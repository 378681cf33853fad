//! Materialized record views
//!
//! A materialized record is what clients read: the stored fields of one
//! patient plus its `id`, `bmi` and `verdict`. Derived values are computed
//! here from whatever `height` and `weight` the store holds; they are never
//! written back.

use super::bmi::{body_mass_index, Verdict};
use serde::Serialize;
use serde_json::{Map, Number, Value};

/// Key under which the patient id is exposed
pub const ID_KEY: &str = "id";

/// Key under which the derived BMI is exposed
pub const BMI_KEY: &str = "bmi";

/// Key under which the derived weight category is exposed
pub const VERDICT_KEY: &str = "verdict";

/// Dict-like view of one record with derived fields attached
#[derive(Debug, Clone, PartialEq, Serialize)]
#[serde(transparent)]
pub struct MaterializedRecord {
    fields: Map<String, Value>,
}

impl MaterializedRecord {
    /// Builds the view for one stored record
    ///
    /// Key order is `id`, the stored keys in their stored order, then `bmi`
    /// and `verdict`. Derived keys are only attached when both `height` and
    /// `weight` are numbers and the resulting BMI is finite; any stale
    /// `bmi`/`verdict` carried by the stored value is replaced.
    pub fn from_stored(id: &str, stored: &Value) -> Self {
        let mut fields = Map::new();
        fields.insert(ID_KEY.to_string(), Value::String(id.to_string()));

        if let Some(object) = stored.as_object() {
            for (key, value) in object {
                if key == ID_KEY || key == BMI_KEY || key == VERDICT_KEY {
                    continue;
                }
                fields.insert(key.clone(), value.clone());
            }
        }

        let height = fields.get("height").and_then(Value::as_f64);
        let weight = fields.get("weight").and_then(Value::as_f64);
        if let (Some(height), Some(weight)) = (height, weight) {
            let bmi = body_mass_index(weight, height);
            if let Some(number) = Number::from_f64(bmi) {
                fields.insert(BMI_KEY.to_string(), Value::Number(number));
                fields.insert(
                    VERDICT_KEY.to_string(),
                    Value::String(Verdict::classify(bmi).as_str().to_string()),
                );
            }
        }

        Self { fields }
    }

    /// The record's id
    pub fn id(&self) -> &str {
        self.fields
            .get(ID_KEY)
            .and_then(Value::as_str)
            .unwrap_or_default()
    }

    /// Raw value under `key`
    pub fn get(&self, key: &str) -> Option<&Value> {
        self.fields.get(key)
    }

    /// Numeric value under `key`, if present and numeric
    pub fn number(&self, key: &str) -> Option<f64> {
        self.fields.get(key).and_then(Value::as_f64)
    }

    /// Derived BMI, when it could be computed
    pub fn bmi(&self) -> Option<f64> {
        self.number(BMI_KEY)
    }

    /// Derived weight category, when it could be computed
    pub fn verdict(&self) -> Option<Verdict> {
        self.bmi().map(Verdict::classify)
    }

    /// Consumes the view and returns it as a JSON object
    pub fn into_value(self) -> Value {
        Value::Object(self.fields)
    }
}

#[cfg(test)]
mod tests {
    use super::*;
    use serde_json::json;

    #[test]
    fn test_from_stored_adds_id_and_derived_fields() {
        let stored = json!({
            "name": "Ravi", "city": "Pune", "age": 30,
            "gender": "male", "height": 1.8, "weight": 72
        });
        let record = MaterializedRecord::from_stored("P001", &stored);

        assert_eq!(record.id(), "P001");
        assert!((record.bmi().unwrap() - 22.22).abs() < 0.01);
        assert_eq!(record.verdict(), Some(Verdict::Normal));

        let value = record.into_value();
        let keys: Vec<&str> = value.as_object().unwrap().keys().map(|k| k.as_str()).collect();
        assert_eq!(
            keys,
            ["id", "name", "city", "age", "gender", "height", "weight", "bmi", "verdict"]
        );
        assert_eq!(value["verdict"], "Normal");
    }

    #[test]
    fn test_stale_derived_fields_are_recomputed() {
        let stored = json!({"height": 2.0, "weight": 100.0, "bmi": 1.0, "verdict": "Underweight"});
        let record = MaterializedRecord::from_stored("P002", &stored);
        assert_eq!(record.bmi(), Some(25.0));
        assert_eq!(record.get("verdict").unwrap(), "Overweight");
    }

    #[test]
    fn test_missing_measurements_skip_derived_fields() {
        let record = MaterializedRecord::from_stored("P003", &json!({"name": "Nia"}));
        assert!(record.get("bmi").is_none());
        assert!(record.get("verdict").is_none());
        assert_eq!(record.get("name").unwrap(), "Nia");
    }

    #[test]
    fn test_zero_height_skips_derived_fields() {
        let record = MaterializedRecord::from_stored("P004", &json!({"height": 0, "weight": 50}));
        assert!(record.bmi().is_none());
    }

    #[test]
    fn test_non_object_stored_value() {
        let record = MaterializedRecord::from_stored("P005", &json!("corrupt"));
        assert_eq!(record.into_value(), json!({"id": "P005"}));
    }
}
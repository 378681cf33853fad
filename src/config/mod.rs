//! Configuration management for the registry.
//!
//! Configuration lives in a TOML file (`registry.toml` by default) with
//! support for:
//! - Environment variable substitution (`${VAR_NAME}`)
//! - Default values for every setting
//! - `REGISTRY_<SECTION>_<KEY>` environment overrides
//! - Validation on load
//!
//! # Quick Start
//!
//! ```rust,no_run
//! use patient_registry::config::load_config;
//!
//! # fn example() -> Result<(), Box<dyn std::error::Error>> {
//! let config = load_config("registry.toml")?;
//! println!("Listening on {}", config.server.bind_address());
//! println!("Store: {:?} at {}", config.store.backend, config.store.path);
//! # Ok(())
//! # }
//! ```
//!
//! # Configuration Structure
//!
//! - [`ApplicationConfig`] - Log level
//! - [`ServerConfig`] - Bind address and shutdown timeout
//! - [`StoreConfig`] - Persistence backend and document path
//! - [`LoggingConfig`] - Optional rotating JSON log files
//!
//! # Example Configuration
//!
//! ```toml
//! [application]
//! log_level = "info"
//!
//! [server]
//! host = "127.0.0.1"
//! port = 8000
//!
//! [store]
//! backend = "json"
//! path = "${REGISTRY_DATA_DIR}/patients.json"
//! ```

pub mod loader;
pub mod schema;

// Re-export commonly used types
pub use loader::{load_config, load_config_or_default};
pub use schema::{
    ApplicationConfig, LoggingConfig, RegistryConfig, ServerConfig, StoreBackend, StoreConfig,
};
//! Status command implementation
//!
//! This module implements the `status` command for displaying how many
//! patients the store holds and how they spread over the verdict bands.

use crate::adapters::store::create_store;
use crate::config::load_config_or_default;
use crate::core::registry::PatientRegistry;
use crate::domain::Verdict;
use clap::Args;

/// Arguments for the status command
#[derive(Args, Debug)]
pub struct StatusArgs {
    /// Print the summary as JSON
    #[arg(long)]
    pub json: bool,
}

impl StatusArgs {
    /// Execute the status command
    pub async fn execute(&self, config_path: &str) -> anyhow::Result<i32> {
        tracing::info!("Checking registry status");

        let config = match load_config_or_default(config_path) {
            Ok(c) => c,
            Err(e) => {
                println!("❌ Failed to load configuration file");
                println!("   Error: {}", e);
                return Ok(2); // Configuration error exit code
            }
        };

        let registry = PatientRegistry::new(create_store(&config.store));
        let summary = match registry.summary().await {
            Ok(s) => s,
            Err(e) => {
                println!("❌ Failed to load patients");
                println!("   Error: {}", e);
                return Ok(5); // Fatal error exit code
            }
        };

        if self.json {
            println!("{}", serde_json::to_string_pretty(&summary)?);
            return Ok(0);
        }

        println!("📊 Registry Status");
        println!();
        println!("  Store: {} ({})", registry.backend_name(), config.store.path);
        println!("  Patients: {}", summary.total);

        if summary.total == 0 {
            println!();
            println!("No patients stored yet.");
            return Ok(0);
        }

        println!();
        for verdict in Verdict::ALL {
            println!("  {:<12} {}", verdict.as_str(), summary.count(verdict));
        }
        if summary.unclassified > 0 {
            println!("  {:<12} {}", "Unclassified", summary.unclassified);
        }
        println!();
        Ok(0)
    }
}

### What this task involves
Each line holding the word "Failed" must be pulled from the records.

### Output
                println!("❌ Failed to load configuration file");
                println!("❌ Failed to load patients");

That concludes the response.